━━━━━ RECORD SET

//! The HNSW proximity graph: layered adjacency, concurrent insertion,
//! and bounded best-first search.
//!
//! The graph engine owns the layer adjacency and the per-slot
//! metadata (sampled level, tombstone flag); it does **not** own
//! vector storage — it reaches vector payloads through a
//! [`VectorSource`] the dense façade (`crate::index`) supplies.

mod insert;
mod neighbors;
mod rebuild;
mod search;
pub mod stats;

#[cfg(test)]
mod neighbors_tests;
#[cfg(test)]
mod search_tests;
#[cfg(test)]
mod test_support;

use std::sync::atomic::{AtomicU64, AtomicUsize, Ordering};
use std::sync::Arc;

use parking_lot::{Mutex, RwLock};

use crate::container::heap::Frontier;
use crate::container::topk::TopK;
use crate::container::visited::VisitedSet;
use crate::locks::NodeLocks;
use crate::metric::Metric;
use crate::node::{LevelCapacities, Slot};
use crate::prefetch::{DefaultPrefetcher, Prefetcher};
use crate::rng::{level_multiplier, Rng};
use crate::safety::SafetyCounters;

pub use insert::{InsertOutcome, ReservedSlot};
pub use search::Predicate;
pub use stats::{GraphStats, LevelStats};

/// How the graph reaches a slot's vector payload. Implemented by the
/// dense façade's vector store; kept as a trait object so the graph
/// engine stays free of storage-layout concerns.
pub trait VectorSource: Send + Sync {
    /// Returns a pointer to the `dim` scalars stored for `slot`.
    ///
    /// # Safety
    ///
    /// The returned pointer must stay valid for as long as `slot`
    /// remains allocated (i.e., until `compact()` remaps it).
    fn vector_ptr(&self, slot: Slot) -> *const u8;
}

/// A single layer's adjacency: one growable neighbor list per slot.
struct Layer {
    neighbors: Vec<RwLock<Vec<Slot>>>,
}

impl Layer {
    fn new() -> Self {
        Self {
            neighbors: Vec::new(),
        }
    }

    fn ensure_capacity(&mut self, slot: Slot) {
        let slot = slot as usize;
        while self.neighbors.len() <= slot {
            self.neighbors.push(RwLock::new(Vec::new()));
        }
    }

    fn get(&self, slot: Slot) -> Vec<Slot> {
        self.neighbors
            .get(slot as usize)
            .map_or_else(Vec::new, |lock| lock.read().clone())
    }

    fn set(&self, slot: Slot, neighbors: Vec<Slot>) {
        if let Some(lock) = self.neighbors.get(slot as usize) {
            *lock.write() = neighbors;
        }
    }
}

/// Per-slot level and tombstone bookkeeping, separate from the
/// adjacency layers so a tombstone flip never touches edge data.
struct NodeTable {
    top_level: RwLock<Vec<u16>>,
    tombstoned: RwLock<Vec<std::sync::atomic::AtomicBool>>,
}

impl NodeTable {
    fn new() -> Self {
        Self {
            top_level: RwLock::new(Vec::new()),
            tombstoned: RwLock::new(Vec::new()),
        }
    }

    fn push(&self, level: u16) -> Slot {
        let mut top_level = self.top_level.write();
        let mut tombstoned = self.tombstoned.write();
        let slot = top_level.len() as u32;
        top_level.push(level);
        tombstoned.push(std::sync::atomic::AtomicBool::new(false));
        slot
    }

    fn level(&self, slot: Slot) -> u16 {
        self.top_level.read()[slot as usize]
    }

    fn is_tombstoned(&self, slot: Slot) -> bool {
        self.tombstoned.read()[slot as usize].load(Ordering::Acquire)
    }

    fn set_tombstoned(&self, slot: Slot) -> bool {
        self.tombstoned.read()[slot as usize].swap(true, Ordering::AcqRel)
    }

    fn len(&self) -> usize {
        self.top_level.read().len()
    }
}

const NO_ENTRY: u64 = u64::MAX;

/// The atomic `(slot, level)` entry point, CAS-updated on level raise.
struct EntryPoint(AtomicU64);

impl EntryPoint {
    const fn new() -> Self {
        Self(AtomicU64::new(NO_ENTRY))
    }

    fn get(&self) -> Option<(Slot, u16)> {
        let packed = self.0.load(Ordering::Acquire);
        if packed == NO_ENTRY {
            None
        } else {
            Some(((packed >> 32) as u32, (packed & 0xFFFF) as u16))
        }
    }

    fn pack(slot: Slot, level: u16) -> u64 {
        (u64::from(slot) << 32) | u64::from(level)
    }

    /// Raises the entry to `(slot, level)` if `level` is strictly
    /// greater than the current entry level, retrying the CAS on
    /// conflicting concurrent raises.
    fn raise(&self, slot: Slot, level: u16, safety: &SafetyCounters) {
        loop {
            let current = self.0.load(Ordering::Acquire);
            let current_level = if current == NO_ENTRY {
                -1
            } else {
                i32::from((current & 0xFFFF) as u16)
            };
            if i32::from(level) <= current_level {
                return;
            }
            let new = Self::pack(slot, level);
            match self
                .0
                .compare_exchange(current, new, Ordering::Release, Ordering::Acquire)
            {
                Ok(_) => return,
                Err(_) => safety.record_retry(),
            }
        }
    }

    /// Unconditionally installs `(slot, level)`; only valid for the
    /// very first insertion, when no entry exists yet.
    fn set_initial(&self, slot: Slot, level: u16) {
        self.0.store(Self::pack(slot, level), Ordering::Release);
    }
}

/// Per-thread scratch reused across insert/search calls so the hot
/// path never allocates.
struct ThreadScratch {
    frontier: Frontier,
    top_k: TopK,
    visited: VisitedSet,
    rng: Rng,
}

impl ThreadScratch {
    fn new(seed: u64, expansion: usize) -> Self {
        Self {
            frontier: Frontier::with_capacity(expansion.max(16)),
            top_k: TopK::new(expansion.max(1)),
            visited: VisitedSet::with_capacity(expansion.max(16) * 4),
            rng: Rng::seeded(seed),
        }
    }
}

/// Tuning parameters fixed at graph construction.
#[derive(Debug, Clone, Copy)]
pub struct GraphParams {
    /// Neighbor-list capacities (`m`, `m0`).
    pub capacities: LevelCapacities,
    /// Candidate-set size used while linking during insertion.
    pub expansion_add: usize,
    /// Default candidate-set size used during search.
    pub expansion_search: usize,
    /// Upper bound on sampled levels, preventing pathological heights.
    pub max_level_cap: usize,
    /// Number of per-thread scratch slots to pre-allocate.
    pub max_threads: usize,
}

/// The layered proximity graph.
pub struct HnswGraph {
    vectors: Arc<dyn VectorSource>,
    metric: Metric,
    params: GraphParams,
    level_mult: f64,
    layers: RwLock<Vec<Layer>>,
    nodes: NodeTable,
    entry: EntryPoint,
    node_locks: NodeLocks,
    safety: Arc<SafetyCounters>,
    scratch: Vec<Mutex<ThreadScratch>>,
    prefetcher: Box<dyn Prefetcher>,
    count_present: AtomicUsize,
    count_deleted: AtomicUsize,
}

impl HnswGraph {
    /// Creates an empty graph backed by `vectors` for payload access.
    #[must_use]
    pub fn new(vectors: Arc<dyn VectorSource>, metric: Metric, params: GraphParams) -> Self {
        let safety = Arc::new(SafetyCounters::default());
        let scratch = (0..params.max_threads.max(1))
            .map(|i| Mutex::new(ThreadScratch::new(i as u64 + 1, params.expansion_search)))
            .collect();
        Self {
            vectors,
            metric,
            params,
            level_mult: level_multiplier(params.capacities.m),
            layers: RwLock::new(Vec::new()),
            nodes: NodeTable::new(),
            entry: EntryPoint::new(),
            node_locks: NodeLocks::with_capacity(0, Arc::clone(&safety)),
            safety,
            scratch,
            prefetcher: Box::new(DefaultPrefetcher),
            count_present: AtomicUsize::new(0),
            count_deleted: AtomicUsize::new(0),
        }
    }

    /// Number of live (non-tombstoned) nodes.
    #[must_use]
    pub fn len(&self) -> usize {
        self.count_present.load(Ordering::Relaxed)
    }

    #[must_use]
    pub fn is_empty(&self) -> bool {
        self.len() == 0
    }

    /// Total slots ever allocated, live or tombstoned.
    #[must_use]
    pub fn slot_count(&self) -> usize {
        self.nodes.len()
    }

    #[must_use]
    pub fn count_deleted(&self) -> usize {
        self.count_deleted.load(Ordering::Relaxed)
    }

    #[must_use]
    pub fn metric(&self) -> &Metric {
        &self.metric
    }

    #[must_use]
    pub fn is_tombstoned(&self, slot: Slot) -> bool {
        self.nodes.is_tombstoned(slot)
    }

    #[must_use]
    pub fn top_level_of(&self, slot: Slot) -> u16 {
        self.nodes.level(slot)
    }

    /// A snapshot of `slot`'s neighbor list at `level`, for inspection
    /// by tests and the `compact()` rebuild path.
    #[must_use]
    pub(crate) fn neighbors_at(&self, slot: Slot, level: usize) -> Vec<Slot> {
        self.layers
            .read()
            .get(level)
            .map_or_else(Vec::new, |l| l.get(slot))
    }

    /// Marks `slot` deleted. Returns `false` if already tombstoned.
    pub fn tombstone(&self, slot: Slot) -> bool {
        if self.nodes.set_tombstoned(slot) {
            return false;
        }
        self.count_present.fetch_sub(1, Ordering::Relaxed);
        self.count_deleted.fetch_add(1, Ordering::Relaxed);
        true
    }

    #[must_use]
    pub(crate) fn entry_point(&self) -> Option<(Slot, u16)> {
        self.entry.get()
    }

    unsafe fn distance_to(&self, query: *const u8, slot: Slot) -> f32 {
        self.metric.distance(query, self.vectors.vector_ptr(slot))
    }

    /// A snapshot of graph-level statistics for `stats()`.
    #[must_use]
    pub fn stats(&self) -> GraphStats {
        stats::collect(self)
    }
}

━━━━━━━━━━

» DIRECTIONS: Lines after the one containing "does **not** own" are not wanted; repeat exactly each line above from the first up to and including it.

» OUTPUT BELOW:
//! The HNSW proximity graph: layered adjacency, concurrent insertion,
//! and bounded best-first search.
//!
//! The graph engine owns the layer adjacency and the per-slot
//! metadata (sampled level, tombstone flag); it does **not** own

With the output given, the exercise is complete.